Cronin and his co-author Tristan Abbott, a graduate student in MIT’s Department of Earth, Atmospheric and Planetary Sciences, have published their results today in the journal Science.
Clouds in a box
An aerosol is any collection of fine particles that is suspended in air. Aerosols are generated by anthropogenic processes, such as the burning of biomass, and combustion in ships, factories, and car tailpipes, as well as from natural phenomena such as volcanic eruptions, sea spray, and dust storms. In the atmosphere, aerosols can act as seeds for cloud formation. The suspended particles serve as airborne surfaces on which surrounding water vapor can condense to form individual droplets that hang together as a cloud. The droplets within the cloud can collide and merge to form bigger droplets that eventually fall out as rain.
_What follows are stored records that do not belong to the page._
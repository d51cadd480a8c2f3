use csv::{ReaderBuilder, WriterBuilder};
use regnn::data::Dataset;
use regnn::dtype::DType;
use regnn::error::{Error, Result};
use regnn::tensor::{Dim2, Tensor};
use std::fs::File;
use std::io::{BufReader, BufWriter, Read, Write};
use std::path::Path;

/// Feature columns of the California housing CSV, in file order. The target follows them.
pub const FEATURE_COLUMNS: [&str; 8] = [
    "MedInc",
    "HouseAge",
    "AveRooms",
    "AveBedrms",
    "Population",
    "AveOccup",
    "Latitude",
    "Longitude",
];
pub const TARGET_COLUMN: &str = "MedHouseVal";

/// Reads a headed CSV with the eight feature columns followed by the target column.
pub fn read_california_housing<T: DType, R: Read>(reader: R) -> Result<Dataset<T>> {
    let num_cols = FEATURE_COLUMNS.len() + 1;
    let mut rdr = ReaderBuilder::new().has_headers(true).trim(csv::Trim::All).from_reader(reader);

    let headers = rdr.headers().map_err(csv_error)?;
    if headers.len() != num_cols {
        return Err(Error::DimensionMismatch {
            context: "csv header columns",
            expected: num_cols,
            actual: headers.len(),
        });
    }

    let mut features = Vec::new();
    let mut targets = Vec::new();
    for (row, result) in rdr.records().enumerate() {
        let record = result.map_err(csv_error)?;
        if record.len() != num_cols {
            return Err(Error::DimensionMismatch {
                context: "csv record columns",
                expected: num_cols,
                actual: record.len(),
            });
        }
        for (col, field) in record.iter().enumerate() {
            let value: f64 = field
                .parse()
                .map_err(|_| Error::Parse(format!("row {row} column {col}: invalid number {field:?}")))?;
            if col < FEATURE_COLUMNS.len() {
                features.push(T::from_f64(value));
            } else {
                targets.push(T::from_f64(value));
            }
        }
    }

    let rows = targets.len();
    Dataset::new(
        Tensor::from_vec(features, Dim2(rows, FEATURE_COLUMNS.len())),
        Tensor::from_vec(targets, Dim2(rows, 1)),
    )
}

pub fn load_california_housing<T: DType, P: AsRef<Path>>(path: P) -> Result<Dataset<T>> {
    let file = File::open(path)?;
    read_california_housing(BufReader::new(file))
}

/// Writes one `epoch,mse` record per epoch.
pub fn write_history<W: Write>(writer: W, history: &[f64]) -> Result<()> {
    let mut wtr = WriterBuilder::new().from_writer(writer);
    wtr.write_record(["epoch", "mse"]).map_err(csv_error)?;
    for (epoch, mse) in history.iter().enumerate() {
        wtr.write_record([epoch.to_string(), mse.to_string()]).map_err(csv_error)?;
    }
    wtr.flush()?;
    Ok(())
}

pub fn write_history_csv<P: AsRef<Path>>(path: P, history: &[f64]) -> Result<()> {
    let file = File::create(path)?;
    write_history(BufWriter::new(file), history)
}

fn csv_error(err: csv::Error) -> Error {
    match err.into_kind() {
        csv::ErrorKind::Io(err) => Error::Io(err),
        kind => Error::Parse(format!("csv: {kind:?}")),
    }
}

#[cfg(test)]
mod test {
    use super::{read_california_housing, write_history};
    use rand::SeedableRng;
    use rand::rngs::StdRng;
    use regnn::backend::CpuBackend;
    use regnn::error::Error;
    use regnn::net::NetBuilder;
    use regnn::net::initializer::RandomNetInitializer;
    use regnn::preprocessing::StandardScaler;
    use regnn::tensor::RowMajor;
    use regnn::trainer::{TrainConfig, Trainer};
    use std::fmt::Write;

    const SAMPLE: &str = "\
MedInc,HouseAge,AveRooms,AveBedrms,Population,AveOccup,Latitude,Longitude,MedHouseVal
8.3252,41.0,6.98,1.02,322.0,2.55,37.88,-122.23,4.526
8.3014,21.0,6.24,0.97,2401.0,2.11,37.86,-122.22,3.585
7.2574,52.0,8.29,1.07,496.0,2.80,37.85,-122.24,3.521
";

    #[test]
    fn test_read() {
        let dataset = read_california_housing::<f64, _>(SAMPLE.as_bytes()).unwrap();
        assert_eq!(dataset.len(), 3);
        assert_eq!(dataset.num_features(), 8);
        assert_eq!(dataset.features().row(1)[4], 2401.0);
        assert_eq!(dataset.features().row(2)[7], -122.24);
        assert_eq!(dataset.targets().as_ref(), &[4.526, 3.585, 3.521]);
    }

    #[test]
    fn test_read_errors() {
        let short = "a,b,c\n1,2,3\n";
        assert!(matches!(
            read_california_housing::<f32, _>(short.as_bytes()),
            Err(Error::DimensionMismatch { expected: 9, actual: 3, .. })
        ));

        let bad = SAMPLE.replace("496.0", "many");
        assert!(matches!(
            read_california_housing::<f32, _>(bad.as_bytes()),
            Err(Error::Parse(msg)) if msg.contains("row 2 column 4")
        ));

        let header_only = SAMPLE.lines().next().unwrap();
        assert!(matches!(
            read_california_housing::<f32, _>(header_only.as_bytes()),
            Err(Error::EmptyDataset)
        ));

        let nan = SAMPLE.replace("3.585", "NaN");
        assert!(matches!(
            read_california_housing::<f32, _>(nan.as_bytes()),
            Err(Error::NonFinite { .. })
        ));
    }

    #[test]
    fn test_write_history() {
        let mut out = Vec::new();
        write_history(&mut out, &[1.5, 0.25]).unwrap();
        let text = String::from_utf8(out).unwrap();
        assert_eq!(text.lines().collect::<Vec<_>>(), vec!["epoch,mse", "0,1.5", "1,0.25"]);
    }

    fn synthetic_csv(rows: usize) -> String {
        let mut csv = SAMPLE.lines().next().unwrap().to_string();
        for i in 0..rows {
            let income = 1.0 + (i % 9) as f64 * 0.8;
            let age = 5.0 + (i * 7 % 45) as f64;
            let rooms = 3.0 + (i % 5) as f64 * 0.6;
            let bedrooms = 1.0 + (i % 3) as f64 * 0.05;
            let population = 200.0 + (i * 37 % 1500) as f64;
            let occupancy = 2.0 + (i % 4) as f64 * 0.3;
            let latitude = 33.0 + (i % 10) as f64 * 0.9;
            let longitude = -124.0 + (i % 8) as f64 * 1.1;
            let value = 0.4 * income + 0.01 * age + 0.5;
            write!(
                csv,
                "\n{income},{age},{rooms},{bedrooms},{population},{occupancy},{latitude},{longitude},{value}"
            )
            .unwrap();
        }
        csv.push('\n');
        csv
    }

    #[test]
    fn test_csv_to_trained_net() {
        let dataset = read_california_housing::<f64, _>(synthetic_csv(40).as_bytes()).unwrap();
        assert_eq!(dataset.len(), 40);

        let mut rng = StdRng::seed_from_u64(11);
        let (train, test) = dataset.train_test_split(0.7, &mut rng).unwrap();
        assert_eq!((train.len(), test.len()), (28, 12));

        let scaler = StandardScaler::fit(train.features()).unwrap();
        let train = scaler.apply_dataset(train).unwrap();
        let test = scaler.apply_dataset(test).unwrap();

        let net = NetBuilder::housing(CpuBackend::<f64>::new())
            .with_initializer(RandomNetInitializer::seed_from_u64(11))
            .build()
            .unwrap();
        let config = TrainConfig {
            epochs: 3,
            batch_size: 5,
            learning_rate: 1e-3,
            restore_best: true,
        };
        let report = Trainer::new(net, config).run(&train, &test).unwrap();

        assert_eq!(report.history.len(), 3);
        assert!(report.best_error.is_finite());
        let lowest = report.history.iter().copied().fold(f64::INFINITY, f64::min);
        assert_eq!(report.best_error, lowest);
        assert_eq!(report.history[report.best_epoch], lowest);
    }
}
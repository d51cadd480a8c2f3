use crate::activation::ActivationFn;
#[cfg(feature = "serde")]
use crate::error::Result;

/// Copy of the learnable state of a single layer
#[derive(Clone, Debug, PartialEq)]
#[cfg_attr(feature = "serde", derive(serde::Serialize, serde::Deserialize))]
pub struct LayerSnapshot<T> {
    pub input_size: usize,
    pub output_size: usize,
    pub activation_fn: ActivationFn,
    pub weights: Vec<T>,
    pub biases: Vec<T>,
}

/// Copy of every learnable parameter of a [`Net`](crate::net::Net), in layer order.
#[derive(Clone, Debug, PartialEq)]
#[cfg_attr(feature = "serde", derive(serde::Serialize, serde::Deserialize))]
pub struct NetParams<T> {
    pub layers: Vec<LayerSnapshot<T>>,
}

impl<T> NetParams<T> {
    pub fn num_params(&self) -> usize {
        self.layers
            .iter()
            .map(|l| l.weights.len() + l.biases.len())
            .sum()
    }
}

#[cfg(feature = "serde")]
impl<T> NetParams<T>
where
    T: serde::Serialize + serde::de::DeserializeOwned,
{
    pub fn to_json(&self) -> Result<String> {
        Ok(serde_json::to_string(self)?)
    }

    pub fn from_json(json: &str) -> Result<Self> {
        Ok(serde_json::from_str(json)?)
    }
}
use crate::dtype::DType;
use crate::tensor::{Dim1, Dim2, Tensor, Tensor1, Tensor2};
use rand::distributions::{Distribution, Uniform};
use rand::rngs::StdRng;
use rand::SeedableRng;

pub trait NetInitializer<T: DType> {
    fn get_weights(&mut self, layer_idx: usize, input_size: usize, output_size: usize) -> Tensor2<T>;
    fn get_biases(&mut self, layer_idx: usize, input_size: usize, output_size: usize) -> Tensor1<T>;
}

/// Draws weights and biases from `U(-1/sqrt(fan_in), 1/sqrt(fan_in))`.
pub struct RandomNetInitializer {
    rng: StdRng,
}

impl RandomNetInitializer {
    pub fn seed_from_u64(seed: u64) -> Self {
        RandomNetInitializer {
            rng: StdRng::seed_from_u64(seed),
        }
    }

    fn sample<T: DType>(&mut self, fan_in: usize, len: usize) -> Vec<T> {
        let bound = 1.0 / (fan_in.max(1) as f64).sqrt();
        let dist = Uniform::new_inclusive(-bound, bound);
        dist.sample_iter(&mut self.rng).take(len).map(T::from_f64).collect()
    }
}

impl Default for RandomNetInitializer {
    fn default() -> Self {
        RandomNetInitializer {
            rng: StdRng::from_entropy(),
        }
    }
}

impl<T: DType> NetInitializer<T> for RandomNetInitializer {
    fn get_weights(&mut self, _layer_idx: usize, input_size: usize, output_size: usize) -> Tensor2<T> {
        let dims = Dim2(output_size, input_size);
        Tensor::from_vec(self.sample(input_size, output_size * input_size), dims)
    }

    fn get_biases(&mut self, _layer_idx: usize, input_size: usize, output_size: usize) -> Tensor1<T> {
        Tensor::from_vec(self.sample(input_size, output_size), Dim1(output_size))
    }
}

#[cfg(test)]
mod test {
    use super::{NetInitializer, RandomNetInitializer};
    use crate::tensor::{Dim1, Dim2, ITensor, Tensor2};

    #[test]
    fn test_random_bounds() {
        let mut init = RandomNetInitializer::seed_from_u64(7);
        let w: Tensor2<f64> = init.get_weights(0, 16, 4);
        assert_eq!(w.dims(), &Dim2(4, 16));
        assert!(w.iter().all(|&x| x.abs() <= 0.25));
        let b = NetInitializer::<f64>::get_biases(&mut init, 0, 16, 4);
        assert_eq!(b.dims(), &Dim1(4));
        assert!(b.iter().all(|&x| x.abs() <= 0.25));
    }

    #[test]
    fn test_seeded_is_reproducible() {
        let w1: Tensor2<f32> = RandomNetInitializer::seed_from_u64(42).get_weights(0, 8, 24);
        let w2: Tensor2<f32> = RandomNetInitializer::seed_from_u64(42).get_weights(0, 8, 24);
        assert_eq!(w1, w2);
        let w3: Tensor2<f32> = RandomNetInitializer::seed_from_u64(43).get_weights(0, 8, 24);
        assert_ne!(w1, w3);
    }
}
But when aerosols are highly concentrated, the many tiny particles form equally tiny cloud droplets that don’t easily merge. Exactly how these aerosol-laden clouds generate thunderstorms is an open question, although scientists have proposed several possibilities, which Cronin and Abbott decided to test in high-resolution simulations of clouds.
For their simulations, they used an idealized model, which simulates the dynamics of clouds in a volume representing Earth’s atmosphere over a 128-kilometer-wide square of tropical ocean. The box is divided into a grid, and scientists can observe how parameters like relative humidity change in individual grid cells as they tune certain conditions in the model.
In their case, the team ran simulations of clouds and represented the effects of increased aerosol concentrations by increasing the concentration of water droplets in clouds. They then suppressed the processes thought to drive two previously proposed mechanisms, to see if thunderstorms still increased when they turned up aerosol concentrations.
When these processes were shut off, the simulation still generated more intense thunderstorms with higher aerosol concentrations.
“That told us these two previously proposed ideas weren’t what were producing changes in convection in our simulations,” Abbott says.
In other words, some other mechanism must be at work.